Erradicar el bullying de una vez por todas enseñando valores a los niños

Educar en valores es imprescindible para acabar con el acoso escolar entre los niños

Marga Santamaría
Marga Santamaría Coach educativa

Cuando un niño o niña se siente molestado por otro de forma continua; cuando un niño o niña se siente intimidado por otro habitualmente; cuando un niño o niña tiene miedo constantemente de otro por actuaciones agresivas que han ocurrido… En todos estos supuestos casos podemos hablar de acoso escolar, uno de los retos más complicados a los que nos enfrentamos padres y profesores. Y uno de los primeros pasos para erradicar el bullying en las aulas es educar en valores a los niños. En concreto, son 7 los valores que creo que debemos transmitir desde la infancia.

7 valores clave para acabar con el bullying entre niños

Acabar con el bullying al educar en valores a los niños

Entendemos por acoso escolar cualquier forma de maltrato psicológico, verbal o físico producido entre escolares de forma reiterada a lo largo de un tiempo determinado.

El perfil de niño o niña que acosa tiene unas características que en muchas ocasiones coinciden, y del mismo modo pasa con el candidato a ser acosado y acosada. Es por ello por lo que, desde casa, es importante cuidar ciertos valores que ayuden a evitar el acoso.

He hecho una selección de los que yo creo que son primordiales y necesarios y que, si los inculcamos a nuestros hijos e hijas desde pequeños, fomentaremos, además, que sean buenas personas.

1. La responsabilidad
En primer lugar, destaco la responsabilidad. Podemos trabajar este valor a través de pequeñas tareas encomendadas a nuestros hijos e hijas adecuadas a su edad. También es importante que vean en nosotros, sus referentes y progenitores, que cumplimos nuestras obligaciones y que respondemos sobre nuestros propios actos.

2. La tolerancia
En segundo lugar, la tolerancia, que hace referencia al entendimiento y aceptación de poder ver en los demás una forma distinta de pensar, ser y actuar, y admitirla por válida, es decir, el respeto. La forma en la que yo, como adulto, hable y trate a los demás, cómo acepte sus diferencias, es el modelo que voy a ofrecer a mis hijos.

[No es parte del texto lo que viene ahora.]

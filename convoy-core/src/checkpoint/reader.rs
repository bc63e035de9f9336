//! Checkpoint reader
//!
//! Restores parameters and momentum buffers in place. A missing file is
//! an error; a missing index only disables verification.

use bytes::Bytes;
use ndarray::ArrayD;
use std::path::PathBuf;
use tracing::{debug, info, warn};

use super::index::CheckpointIndex;
use super::params::{ParamSet, ParamSlot};
use super::writer::{momentum_file_name, weight_file_name};
use crate::array_io;
use crate::error::{ConvoyError, Result};

/// Reads checkpoints from one weights directory
#[derive(Debug, Clone)]
pub struct CheckpointReader {
    dir: PathBuf,
    verify: bool,
}

impl CheckpointReader {
    /// Create a reader that verifies against the epoch index
    pub fn new(dir: impl Into<PathBuf>) -> Self {
        Self {
            dir: dir.into(),
            verify: true,
        }
    }

    /// Skip checksum verification
    pub fn without_verification(mut self) -> Self {
        self.verify = false;
        self
    }

    /// Restore owned parameters for `epoch`
    ///
    /// With `layer_range` set, only the listed layer indices are touched.
    pub fn load_weights<L: ParamSet>(
        &self,
        layers: &mut [L],
        epoch: u64,
        layer_range: Option<&[usize]>,
    ) -> Result<usize> {
        let index = self.open_index(epoch)?;
        let mut loaded = 0;

        for (idx, layer) in layers.iter_mut().enumerate() {
            if let Some(range) = layer_range {
                if !range.contains(&idx) {
                    continue;
                }
            }

            for slot in ParamSlot::ALL {
                if let Some(value) = layer.param_mut(slot) {
                    let file = weight_file_name(slot, idx, epoch);
                    *value = self.read_array(&file, index.as_ref())?;
                    loaded += 1;
                }
            }
        }

        info!("Loaded {} parameter files at epoch {}", loaded, epoch);
        Ok(loaded)
    }

    /// Restore momentum buffers by position for `epoch`
    pub fn load_momentums(&self, vels: &mut [ArrayD<f32>], epoch: u64) -> Result<usize> {
        let index = self.open_index(epoch)?;

        for (idx, vel) in vels.iter_mut().enumerate() {
            let file = momentum_file_name(idx, epoch);
            *vel = self.read_array(&file, index.as_ref())?;
        }

        info!("Loaded {} momentum buffers at epoch {}", vels.len(), epoch);
        Ok(vels.len())
    }

    fn open_index(&self, epoch: u64) -> Result<Option<CheckpointIndex>> {
        if !self.verify {
            return Ok(None);
        }
        let index = CheckpointIndex::load(&self.dir, epoch)?;
        if index.is_none() {
            warn!("No index for epoch {}, loading without verification", epoch);
        }
        Ok(index)
    }

    fn read_array(&self, file: &str, index: Option<&CheckpointIndex>) -> Result<ArrayD<f32>> {
        let path = self.dir.join(file);
        let data: Bytes =
            array_io::read_bytes(&path).map_err(|e| ConvoyError::checkpoint_io(&path, e))?;

        if let Some(entry) = index.and_then(|i| i.get(file)) {
            let actual = crc32c::crc32c(&data);
            if actual != entry.crc32c {
                return Err(ConvoyError::ChecksumMismatch {
                    file: file.to_string(),
                    expected: entry.crc32c,
                    actual,
                });
            }
            if data.len() as u64 != entry.byte_size {
                return Err(ConvoyError::IndexInvalid {
                    reason: format!(
                        "Size mismatch for {}: expected {}, got {}",
                        file,
                        entry.byte_size,
                        data.len()
                    ),
                });
            }
            debug!("Verified {} ({} bytes)", file, data.len());
        }

        array_io::decode(&data, &path)
    }
}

Para fomentarla, debemos hablar con los niños sobre qué supone ser tolerante. Y los cuentos, por ejemplo, pueden ser una buena manera de hacerlo.

3. El respeto
El respeto consiste en tratar a los demás igual que nos gusta ser tratados, algo aparentemente sencillo pero que en ocasiones se nos olvida. Y no solo me refiero a personas, también a los animales, a las normas sociales, a nuestro entorno en general. Nunca olvidemos que nuestros hijos quizá muchas veces no nos escuchen, pero sí ven cómo actuamos.

4. La humildad
Es importante enseñar a los niños a conocer y reconocer las propias capacidades, así como las debilidades de cada uno. Esto les ayudará a conocerse mejor. Es necesario que se sientan seguros en sus fortalezas, pero también que vean que cada uno somos distintos y no es superior a nada ni a nadie.

5. La solidaridad
Contribuir a hacer este mundo mejor es un muy bonito valor que podemos inculcar también desde casa. Compartir tiempo, espacio y energías con otras personas con el objetivo de vivir en armonía, de colaborar y ayudar, beneficia en el amor por los demás. Desde pequeños podemos participar con nuestros hijos en actos benéficos, voluntariados, actividades solidarias…

6. La sinceridad
También resulta clave el valor de la sinceridad. Es necesario ser sincero y sincera, es necesario ser noble y franco. Este es un tema complicado, que a veces con eso de la 'mentira piadosa' jugamos con la verdad, y damos por buena algunas mentiras.

7. La honestidad
Y por último la honestidad: que significa ser real, auténtico, único. Ser honesto implica respetarse a uno mismo y a los demás. Es importante inculcar a nuestros hijos e hijas que sigan su propio criterio y que no se dejen influir por otras relaciones o actitudes que piensen que les pueden dañar. Eso es algo que primeramente verán en nosotros.

Recordad que los valores se aprenden primeramente en casa y que nuestros hijos e hijas no van a aprender tanto lo que les digamos que hagan sino lo que ven que nosotros hacemos.